Task details.
Return, word for word, only the lines of the data below that lie between the line with "use anyhow::Context;" and the line with "history encryption is", those two lines included.

Data provided.
══════════════════════════════
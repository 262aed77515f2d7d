use std::sync::Arc;

use anyhow::Context;
use tracing::info;

use crate::config::Config;
use crate::crypto::{Cipher, EncryptionKey};
use crate::db::Store;
use crate::domain::UserId;
use crate::services::{
    AccountService, FeedService, HistoryService, ProfileService, RecipeService,
    SeaOrmAccountService, SeaOrmFeedService, SeaOrmHistoryService, SeaOrmProfileService,
    SeaOrmRecipeService, SeaOrmSearchService, SearchService,
};

/// Everything a command needs, wired once at startup.
#[derive(Clone)]
pub struct AppState {
    pub config: Arc<Config>,

    pub store: Store,

    pub history: Arc<dyn HistoryService>,

    pub search: Arc<dyn SearchService>,

    pub accounts: Arc<dyn AccountService>,

    pub recipes: Arc<dyn RecipeService>,

    pub feed: Arc<dyn FeedService>,

    pub profiles: Arc<dyn ProfileService>,
}

impl AppState {
    /// Opens the database and builds every service.
    ///
    /// Fails when the search history key is missing or malformed, before
    /// any request can be served.
    pub async fn new(config: Config) -> anyhow::Result<Self> {
        let store = Store::with_pool_options(
            &config.general.database_path,
            config.general.max_db_connections,
            config.general.min_db_connections,
        )
        .await?;

        Self::with_store(config, store)
    }

    pub fn with_store(config: Config, store: Store) -> anyhow::Result<Self> {
        let key = EncryptionKey::from_config(&config.search_history)
            .context("Search history encryption is not configured")?;
        let cipher = Cipher::new(&key);

        let history = Arc::new(SeaOrmHistoryService::new(
            store.clone(),
            cipher,
            config.search_history.normalization,
        )) as Arc<dyn HistoryService>;

        let search = Arc::new(SeaOrmSearchService::new(
            store.clone(),
            history.clone(),
            config.search.clone(),
        )) as Arc<dyn SearchService>;

        let accounts = Arc::new(SeaOrmAccountService::new(
            store.clone(),
            config.security.clone(),
        )) as Arc<dyn AccountService>;

        let recipes = Arc::new(SeaOrmRecipeService::new(store.clone())) as Arc<dyn RecipeService>;

        let feed =
            Arc::new(SeaOrmFeedService::new(store.clone(), config.feed.clone())) as Arc<dyn FeedService>;

        let profiles = Arc::new(SeaOrmProfileService::new(store.clone())) as Arc<dyn ProfileService>;

        info!(
            normalization = ?config.search_history.normalization,
            "Services initialized"
        );

        Ok(Self {
            config: Arc::new(config),
            store,
            history,
            search,
            accounts,
            recipes,
            feed,
            profiles,
        })
    }

    /// Resolves a session token to its user. No token means anonymous.
    pub async fn current_user(&self, token: Option<&str>) -> anyhow::Result<Option<UserId>> {
        match token {
            Some(token) => Ok(self.accounts.resolve_session(token).await?),
            None => Ok(None),
        }
    }

    /// Like [`Self::current_user`] but fails for anonymous callers.
    pub async fn require_user(&self, token: Option<&str>) -> anyhow::Result<UserId> {
        self.current_user(token).await?.ok_or_else(|| {
            anyhow::anyhow!(
                "Not logged in. Run `recipeshare login` and pass the token with --token or RECIPESHARE_TOKEN"
            )
        })
    }
}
══════════════════════════════
Solution to this problem.
use anyhow::Context;
use tracing::info;

use crate::config::Config;
use crate::crypto::{Cipher, EncryptionKey};
use crate::db::Store;
use crate::domain::UserId;
use crate::services::{
    AccountService, FeedService, HistoryService, ProfileService, RecipeService,
    SeaOrmAccountService, SeaOrmFeedService, SeaOrmHistoryService, SeaOrmProfileService,
    SeaOrmRecipeService, SeaOrmSearchService, SearchService,
};

/// Everything a command needs, wired once at startup.
#[derive(Clone)]
pub struct AppState {
    pub config: Arc<Config>,

    pub store: Store,

    pub history: Arc<dyn HistoryService>,

    pub search: Arc<dyn SearchService>,

    pub accounts: Arc<dyn AccountService>,

    pub recipes: Arc<dyn RecipeService>,

    pub feed: Arc<dyn FeedService>,

    pub profiles: Arc<dyn ProfileService>,
}

impl AppState {
    /// Opens the database and builds every service.
    ///
    /// Fails when the search history key is missing or malformed, before
    /// any request can be served.
    pub async fn new(config: Config) -> anyhow::Result<Self> {
        let store = Store::with_pool_options(
            &config.general.database_path,
            config.general.max_db_connections,
            config.general.min_db_connections,
        )
        .await?;

        Self::with_store(config, store)
    }

    pub fn with_store(config: Config, store: Store) -> anyhow::Result<Self> {
        let key = EncryptionKey::from_config(&config.search_history)
            .context("Search history encryption is not configured")?;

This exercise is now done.